Have you tried the first Assassin's Creed recently? I have, it was dreadful. A washed-out clunkfest of bad controls, repetitive gameplay, and a color palette that makes playing the game feel like staring into a plate of leftover gravy on Thanksgiving for several hours. With the dawn of Assassin's Creed: Valhalla, I've decided to play the entire AC franchise from start to finish. (I'm up to Unity if you're interested) At times, it has been torrid, and the very first game was the worst experience by far.
It seems clear to me (and I don't think I'm the only one who thinks this), that thirteen years (and one day) since the game's release, the only good thing you can say about the game now is that it was the first Assassin's Creed. The inaugural brick in Ubisoft's multi-billion dollar wall. It paved the way for the rest of the franchise, a swathe of follow-up games, a movie, and an upcoming Netflix series. None of the success of Assassin's Creed would have been possible without the dreamers and doers who made the first game, but rest assured that I never want to play it again.
Apple silicon came out this week, and I hope you can see where I'm going with all this. There's been quite a polarized reaction within the tech community to Apple's brand new M1 chip, the first-ever Apple-made SoC to feature inside a Mac. There's been a lot of love, and also a lot of skepticism.
Just four days into its life cycle, I think it's probably a bit early to start throwing out "verdicts" on whether Apple silicon is a success, a failure, beyond belief, or below expectations. Can't we all just sit back, watch the Apple machines go brrr, and enjoy the ride?
Admittedly, Apple silicon and the M1 chip look very impressive on paper. Here's a reminder of the headlines:
- The M1 is built on 5nm tech, packing 16 billion transistors into one chip
- Apple says that the M1 features "the world's fastest CPU core in low-power silicon"

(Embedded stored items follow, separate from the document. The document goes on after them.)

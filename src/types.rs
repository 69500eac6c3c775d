//! Core time types for the rollup store
//!
//! This module defines the calendar model every tier is built on:
//!
//! - **`Timestamp`**: UTC milliseconds since the Unix epoch
//! - **`Period`**: Summarization granularity with a total order (coarsest first)
//! - **`Direction`**: Which way to walk the period chain
//! - **`DateRange`**: Closed `[start, end]` interval with calendar alignment
//!
//! # Example
//!
//! ```rust
//! use rollup_store::types::{DateRange, Period};
//!
//! // 2010-01-30T23:50:00Z
//! let t = 1_264_895_400_000;
//! let hour = DateRange::align(Period::Hourly, t);
//!
//! assert!(hour.includes(t));
//! assert_eq!(hour.end - hour.start, 3_599_999);
//! assert!(DateRange::lies_on_boundary(hour.start, Period::Hourly));
//! ```

use chrono::{DateTime, Datelike, NaiveDate, SecondsFormat, Utc};
use serde::{Deserialize, Serialize};
use std::fmt;
use std::str::FromStr;

use crate::error::ValidationError;

/// UTC milliseconds since the Unix epoch
pub type Timestamp = i64;

/// First instant of year 1 (0001-01-01T00:00:00.000Z)
pub const MIN_TIMESTAMP: Timestamp = -62_135_596_800_000;

/// Last instant of year 9999 (9999-12-31T23:59:59.999Z)
pub const MAX_TIMESTAMP: Timestamp = 253_402_300_799_999;

const SECOND_MS: i64 = 1_000;
const MINUTE_MS: i64 = 60 * SECOND_MS;
const FIFTEEN_MINUTES_MS: i64 = 15 * MINUTE_MS;
const HOUR_MS: i64 = 60 * MINUTE_MS;
const DAY_MS: i64 = 24 * HOUR_MS;

/// Summarization granularity
///
/// Variants are declared coarsest first, so the derived `Ord` gives
/// `Forever < Yearly < ... < Realtime`. "Less granular" means coarser.
///
/// Weekly buckets sit outside the regular roll-up chain because weeks do not
/// align to months: `Daily.less_granular()` skips to `Monthly`, and
/// `Weekly` escalates to `Monthly` going coarser or `Daily` going finer.
#[derive(Debug, Clone, Copy, PartialEq, Eq, PartialOrd, Ord, Hash, Serialize, Deserialize)]
#[serde(rename_all = "snake_case")]
pub enum Period {
    /// One bucket for all time
    Forever,
    /// Calendar year
    Yearly,
    /// Calendar month
    Monthly,
    /// Sunday-start week
    Weekly,
    /// Calendar day
    Daily,
    /// Clock hour
    Hourly,
    /// Quarter hour
    FifteenMinute,
    /// Clock minute
    Minutely,
    /// Clock second
    Secondly,
    /// The raw instant, never summarized
    Realtime,
}

/// Direction to walk the period chain
#[derive(Debug, Clone, Copy, PartialEq, Eq)]
pub enum Direction {
    /// Toward `Forever`
    Coarser,
    /// Toward `Realtime`
    Finer,
}

impl Period {
    /// Every period, coarsest first
    pub const ALL: [Period; 10] = [
        Period::Forever,
        Period::Yearly,
        Period::Monthly,
        Period::Weekly,
        Period::Daily,
        Period::Hourly,
        Period::FifteenMinute,
        Period::Minutely,
        Period::Secondly,
        Period::Realtime,
    ];

    /// Lowercase name used in config files and backend keys
    pub fn as_str(&self) -> &'static str {
        match self {
            Period::Forever => "forever",
            Period::Yearly => "yearly",
            Period::Monthly => "monthly",
            Period::Weekly => "weekly",
            Period::Daily => "daily",
            Period::Hourly => "hourly",
            Period::FifteenMinute => "fifteen_minute",
            Period::Minutely => "minutely",
            Period::Secondly => "secondly",
            Period::Realtime => "realtime",
        }
    }

    /// The next coarser tier in the roll-up chain
    pub fn less_granular(&self) -> Option<Period> {
        match self {
            Period::Realtime => Some(Period::Secondly),
            Period::Secondly => Some(Period::Minutely),
            Period::Minutely => Some(Period::FifteenMinute),
            Period::FifteenMinute => Some(Period::Hourly),
            Period::Hourly => Some(Period::Daily),
            Period::Daily => Some(Period::Monthly),
            Period::Weekly => Some(Period::Monthly),
            Period::Monthly => Some(Period::Yearly),
            Period::Yearly => Some(Period::Forever),
            Period::Forever => None,
        }
    }

    /// The next finer tier in the roll-up chain
    pub fn more_granular(&self) -> Option<Period> {
        match self {
            Period::Forever => Some(Period::Yearly),
            Period::Yearly => Some(Period::Monthly),
            Period::Monthly => Some(Period::Daily),
            Period::Weekly => Some(Period::Daily),
            Period::Daily => Some(Period::Hourly),
            Period::Hourly => Some(Period::FifteenMinute),
            Period::FifteenMinute => Some(Period::Minutely),
            Period::Minutely => Some(Period::Secondly),
            Period::Secondly => Some(Period::Realtime),
            Period::Realtime => None,
        }
    }

    /// Step once in `direction`
    pub fn step(&self, direction: Direction) -> Option<Period> {
        match direction {
            Direction::Coarser => self.less_granular(),
            Direction::Finer => self.more_granular(),
        }
    }

    /// Walk from `self` (inclusive) in `direction` until a supported tier is found
    ///
    /// Returns `None` once the chain is exhausted.
    pub fn closest_supported(self, supported: &[Period], direction: Direction) -> Option<Period> {
        let mut current = Some(self);
        while let Some(period) = current {
            if supported.contains(&period) {
                return Some(period);
            }
            current = period.step(direction);
        }
        None
    }

    /// The coarsest period of a set
    pub fn least_granular(periods: &[Period]) -> Option<Period> {
        periods.iter().copied().min()
    }

    /// The finest period of a set
    pub fn most_granular(periods: &[Period]) -> Option<Period> {
        periods.iter().copied().max()
    }
}

impl fmt::Display for Period {
    fn fmt(&self, f: &mut fmt::Formatter<'_>) -> fmt::Result {
        f.write_str(self.as_str())
    }
}

impl FromStr for Period {
    type Err = ValidationError;

    fn from_str(s: &str) -> Result<Self, Self::Err> {
        let wanted = s.trim().to_ascii_lowercase();
        Period::ALL
            .iter()
            .copied()
            .find(|p| p.as_str() == wanted)
            .ok_or_else(|| ValidationError::UnknownName {
                kind: "period",
                value: s.to_string(),
            })
    }
}

/// Closed time interval `[start, end]` in UTC milliseconds
///
/// Ordering is by start, then end, which keeps per-tier result sets
/// chronological.
///
/// # Example
///
/// ```rust
/// use rollup_store::types::DateRange;
///
/// let range = DateRange::new(1000, 2000).unwrap();
/// assert!(range.includes(1000));
/// assert!(range.includes(2000));
/// assert!(!range.includes(2001));
///
/// assert!(DateRange::new(2000, 1000).is_err());
/// ```
#[derive(Debug, Clone, Copy, PartialEq, Eq, PartialOrd, Ord, Hash, Serialize, Deserialize)]
pub struct DateRange {
    /// First millisecond (inclusive)
    pub start: Timestamp,
    /// Last millisecond (inclusive)
    pub end: Timestamp,
}

impl DateRange {
    /// Create a range, rejecting `start > end`
    pub fn new(start: Timestamp, end: Timestamp) -> Result<Self, ValidationError> {
        if start > end {
            return Err(ValidationError::InvalidRange { start, end });
        }
        Ok(Self { start, end })
    }

    /// Snap `instant` to the bucket of `period` that contains it
    ///
    /// Instants outside year 1..=9999 are clamped first. `Realtime` maps to
    /// the instant itself; every other period widens to calendar boundaries
    /// with millisecond-exact edges.
    pub fn align(period: Period, instant: Timestamp) -> DateRange {
        let t = instant.clamp(MIN_TIMESTAMP, MAX_TIMESTAMP);
        let (start, end) = match period {
            Period::Realtime => (t, t),
            Period::Secondly => fixed_width(t, SECOND_MS),
            Period::Minutely => fixed_width(t, MINUTE_MS),
            Period::FifteenMinute => fixed_width(t, FIFTEEN_MINUTES_MS),
            Period::Hourly => fixed_width(t, HOUR_MS),
            Period::Daily => fixed_width(t, DAY_MS),
            Period::Weekly => {
                let day = t.div_euclid(DAY_MS);
                // 1970-01-01 was a Thursday, four days after a Sunday
                let since_sunday = (day + 4).rem_euclid(7);
                let start = (day - since_sunday) * DAY_MS;
                (start, start + 7 * DAY_MS - 1)
            },
            Period::Monthly => {
                let date = to_datetime(t);
                let (year, month) = (date.year(), date.month());
                let (next_year, next_month) = if month == 12 {
                    (year + 1, 1)
                } else {
                    (year, month + 1)
                };
                (
                    month_start(year, month),
                    month_start(next_year, next_month) - 1,
                )
            },
            Period::Yearly => {
                let year = to_datetime(t).year();
                (month_start(year, 1), month_start(year + 1, 1) - 1)
            },
            Period::Forever => (MIN_TIMESTAMP, MAX_TIMESTAMP),
        };
        DateRange {
            start: start.max(MIN_TIMESTAMP),
            end: end.min(MAX_TIMESTAMP),
        }
    }

    /// True if `instant` is exactly the start or the end of its `period` bucket
    pub fn lies_on_boundary(instant: Timestamp, period: Period) -> bool {
        let range = Self::align(period, instant);
        instant == range.start || instant == range.end
    }

    /// Closed-interval membership
    pub fn includes(&self, instant: Timestamp) -> bool {
        self.start <= instant && instant <= self.end
    }

    /// Iterate the `period` buckets overlapping this range, ascending
    pub fn buckets(&self, period: Period) -> Buckets {
        Buckets {
            period,
            next: Some(Self::align(period, self.start).start),
            end: self.end,
        }
    }

    /// Aligned start of every `period` bucket overlapping this range
    pub fn to_dates(&self, period: Period) -> Vec<Timestamp> {
        self.buckets(period).map(|b| b.start).collect()
    }

    /// Width of the range in milliseconds (`end - start + 1`)
    pub fn span_ms(&self) -> i64 {
        self.end - self.start + 1
    }
}

impl fmt::Display for DateRange {
    fn fmt(&self, f: &mut fmt::Formatter<'_>) -> fmt::Result {
        write!(
            f,
            "[{} -> {}]",
            format_timestamp(self.start),
            format_timestamp(self.end)
        )
    }
}

/// Iterator over consecutive aligned buckets, see [`DateRange::buckets`]
#[derive(Debug, Clone)]
pub struct Buckets {
    period: Period,
    next: Option<Timestamp>,
    end: Timestamp,
}

impl Iterator for Buckets {
    type Item = DateRange;

    fn next(&mut self) -> Option<DateRange> {
        let cursor = self.next?;
        if cursor > self.end {
            self.next = None;
            return None;
        }
        let bucket = DateRange::align(self.period, cursor);
        self.next = if bucket.end >= MAX_TIMESTAMP {
            None
        } else {
            Some(bucket.end + 1)
        };
        Some(bucket)
    }
}

fn fixed_width(t: Timestamp, width: i64) -> (Timestamp, Timestamp) {
    let start = t - t.rem_euclid(width);
    (start, start + width - 1)
}

fn to_datetime(t: Timestamp) -> DateTime<Utc> {
    DateTime::from_timestamp_millis(t).unwrap_or(DateTime::<Utc>::MIN_UTC)
}

fn month_start(year: i32, month: u32) -> Timestamp {
    NaiveDate::from_ymd_opt(year, month, 1)
        .and_then(|d| d.and_hms_opt(0, 0, 0))
        .map(|dt| dt.and_utc().timestamp_millis())
        .unwrap_or(MIN_TIMESTAMP)
}

/// Render a timestamp as RFC 3339 with millisecond precision
pub fn format_timestamp(t: Timestamp) -> String {
    to_datetime(t).to_rfc3339_opts(SecondsFormat::Millis, true)
}

/// Parse an RFC 3339 date-time, or a bare integer of epoch milliseconds
pub fn parse_timestamp(s: &str) -> Result<Timestamp, ValidationError> {
    let s = s.trim();
    if let Ok(ms) = s.parse::<i64>() {
        return Ok(ms);
    }
    DateTime::parse_from_rfc3339(s)
        .map(|dt| dt.timestamp_millis())
        .map_err(|_| ValidationError::UnknownName {
            kind: "timestamp",
            value: s.to_string(),
        })
}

- It also features "the world's best CPU performance per watt"
- And "the world's fastest integrated graphics in a personal computer"
Compared to previous generation Macs, that makes for 3.5x faster CPU performance, 6x faster GPU performance, and 15x faster machine learning. Oh, and 2x longer battery life. No big deal.
Apple silicon on paper looks set to transform Apple's mobile and desktop computing as we know it, paving the way for all manner of new capabilities, multitasking, power, usage, and more.
Take the MacBook Air, for example. Apple says that, compared to the old model, it can export iMovie projects 3x faster, integrate 3D effects into video in FCP up to 5x faster, play back and edit multiple streams of 4K quality ProRes video, export Lightroom photos twice as fast, and more. All the more impressive when you remember the MacBook Air doesn't even have a fan...
There's a similar list of improvements for the MacBook Pro and Mac mini, and a host of benefits for all of the M1 devices, such as instant sleep-to-wake, 1.5x faster Safari browsing, and more. Make no mistake, Apple has changed the game when it comes to computing on the Mac with M1.
But it's not all sunshine and rainbows.
There were certainly a few reasons why Apple's November 'One more thing' event could never have been all things to all people. The range of machines, one MacBook Air, one MacBook Pro, and one Mac mini, is obviously very limited, and there was no love for any of Apple's larger MacBooks or any of its other desktop computers.
A rather generous-looking graph about the M1's performance shown at the keynote has raised eyebrows, including those of our good friends at Windows Central. From Daniel Rubino earlier this week:
'#16GBofRAM' also started trending on Twitter shortly after the keynote, thanks to the fact that Apple's first round of M1 chips is limited to 16GB of RAM in its most-powerful configuration. You might argue that the performance improvements of the M1 lessen the need for RAM, but plenty of onlookers seem skeptical about calling a MacBook 'Pro' if you can only put 16GB of RAM inside. Not to mention that the RAM is now buried deep within the M1, meaning user upgrades are out of the question. Only time and real-world testing will prove whether 16GB is enough for those who want to truly push the boundaries of their Mac.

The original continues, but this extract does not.